Publication year - 2014
Publication title -
mycoses
Language(s) - English
Resource type - Journals
SCImago Journal Rank - 1.13
H-Index - 69
eISSN - 1439-0507
pISSN - 0933-7407
DOI - 10.1111/myc.12192
Subject(s) - aspergillosis , medicine , bronchoalveolar lavage , aspergillus , cancer , haematopoiesis , hematopoietic stem cell transplantation , immunology , transplantation , gastroenterology , stem cell , biology , lung , botany , genetics
Summary Invasive aspergillosis ( IA ) remains difficult to diagnose in immunocompromised patients, because diagnostic EORTC / MSG criteria are often not met. As biomarkers might elucidate the pathogen, we analysed the performance of an Aspergillus PCR assay in blood for diagnosis of IA in immunocompromised paediatric patients with suspected infections. Ninety‐five haemato‐oncological paediatric patients were included over a period of 3 years, the underlying diseases consisting of acute leukaemia, solid tumours, non‐malignant immunocompromising disorders and haematopoietic stem cell transplantation recipients. We retrospectively analysed 253 consecutive episodes of suspected infections. Thirty‐eight patients had possible IA , none of the patients fulfilled EORTC / MSG criteria of probable/proven IA . PCR positivity was observed in 97/967 analyses.

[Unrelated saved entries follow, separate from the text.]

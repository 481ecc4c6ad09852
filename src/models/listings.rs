use super::RawValue;
use chrono::{DateTime, Utc};
use serde::{Deserialize, Serialize};

// ── Raw listing row ───────────────────────────────────────────────────────────

#[derive(Debug, Clone, Default, Serialize, Deserialize)]
#[serde(default)]
pub struct RawListingRecord {
    pub ticker: Option<RawValue>,
    pub name: Option<RawValue>,
    /// Exchange that announced this listing.
    pub exchange: Option<RawValue>,
    /// Comma-separated list of every exchange carrying the token.
    pub exchanges: Option<RawValue>,
    #[serde(rename = "exchangeCount")]
    pub exchange_count: Option<RawValue>,
    pub price: Option<RawValue>,
    #[serde(rename = "priceChangePct24h")]
    pub price_change_pct_24h: Option<RawValue>,
    #[serde(rename = "marketCap")]
    pub market_cap: Option<RawValue>,
    #[serde(rename = "volume24h")]
    pub volume_24h: Option<RawValue>,
    #[serde(rename = "listedAt")]
    pub listed_at: Option<RawValue>,
    #[serde(rename = "scrapedAt")]
    pub scraped_at: Option<RawValue>,
}

// ── Momentum ──────────────────────────────────────────────────────────────────

/// Coarse label for 24h price movement.
#[derive(Debug, Clone, Copy, PartialEq, Eq, Hash, PartialOrd, Ord, Serialize, Deserialize)]
pub enum Momentum {
    #[serde(rename = "VERY HIGH")]
    VeryHigh,
    #[serde(rename = "HIGH")]
    High,
    #[serde(rename = "GROWING")]
    Growing,
    #[serde(rename = "MEDIUM")]
    Medium,
    #[serde(rename = "DECLINING")]
    Declining,
    #[serde(rename = "LOW")]
    Low,
}

impl Momentum {
    pub const ALL: [Momentum; 6] = [
        Momentum::VeryHigh,
        Momentum::High,
        Momentum::Growing,
        Momentum::Medium,
        Momentum::Declining,
        Momentum::Low,
    ];

    pub fn label(self) -> &'static str {
        match self {
            Momentum::VeryHigh => "VERY HIGH",
            Momentum::High => "HIGH",
            Momentum::Growing => "GROWING",
            Momentum::Medium => "MEDIUM",
            Momentum::Declining => "DECLINING",
            Momentum::Low => "LOW",
        }
    }

    pub fn color(self) -> &'static str {
        match self {
            Momentum::VeryHigh => "#059669",
            Momentum::High => "#10b981",
            Momentum::Growing => "#34d399",
            Momentum::Medium => "#6b7280",
            Momentum::Declining => "#f59e0b",
            Momentum::Low => "#ef4444",
        }
    }
}

// ── Processed listing ─────────────────────────────────────────────────────────

#[derive(Debug, Clone, PartialEq, Serialize, Deserialize)]
#[serde(rename_all = "camelCase")]
pub struct ProcessedListing {
    pub ticker: String,
    pub name: String,
    pub exchange: Option<String>,
    pub exchanges: Vec<String>,
    pub exchange_count: usize,
    pub price: Option<f64>,
    pub price_display: String,
    pub price_change_pct_24h: Option<f64>,
    pub price_change_display: String,
    pub market_cap: Option<f64>,
    pub market_cap_display: String,
    pub volume_24h: Option<f64>,
    pub volume_display: String,
    pub momentum: Momentum,
    pub momentum_color: String,
    pub listed_at: Option<DateTime<Utc>>,
    pub scraped_at: Option<DateTime<Utc>>,
}

// ── Views ─────────────────────────────────────────────────────────────────────

#[derive(Debug, Clone, PartialEq, Serialize, Deserialize)]
#[serde(rename_all = "camelCase")]
pub struct TreemapNode {
    pub ticker: String,
    pub name: String,
    pub value: usize,
    pub momentum: Momentum,
    pub color: String,
}

#[derive(Debug, Clone, PartialEq, Eq, Serialize, Deserialize)]
#[serde(rename_all = "camelCase")]
pub struct ExchangeListingCount {
    pub exchange: String,
    pub count: usize,
}

#[derive(Debug, Clone, PartialEq, Eq, Serialize, Deserialize)]
#[serde(rename_all = "camelCase")]
pub struct MomentumCount {
    pub momentum: Momentum,
    pub count: usize,
}

#[derive(Debug, Clone, PartialEq, Serialize, Deserialize)]
#[serde(rename_all = "camelCase")]
pub struct ListingsMetrics {
    pub total_tokens: usize,
    pub multi_exchange_tokens: usize,
    pub cross_exchange_rate: f64,
    pub average_exchange_count: f64,
    pub momentum_distribution: Vec<MomentumCount>,
    pub exchange_breakdown: Vec<ExchangeListingCount>,
}

#[derive(Debug, Clone, PartialEq, Serialize, Deserialize)]
#[serde(rename_all = "camelCase")]
pub struct ListingsDashboard {
    pub processed_listings: Vec<ProcessedListing>,
    pub treemap: Vec<TreemapNode>,
    pub cards: Vec<ProcessedListing>,
    pub live_feed: Vec<ProcessedListing>,
    pub fastest_growing: Vec<ProcessedListing>,
    pub newest: Vec<ProcessedListing>,
    pub metrics: ListingsMetrics,
}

Sensitivity, specificity, positive and negative predictive value of the PCR per episode were 34%, 78%, 31% and 81% using possible IA as endpoint. Taken together, an undirected blood screening by Aspergillus ‐specific PCR is of little diagnostic value in a heterogenous paediatric patient cohort. Harnessing PCR for diagnosis of IA should thus be focused on blood analyses of more homogenous high‐risk patients and/or analyses of bronchoalveolar lavage, tissue or cerebrospinal fluid specimens.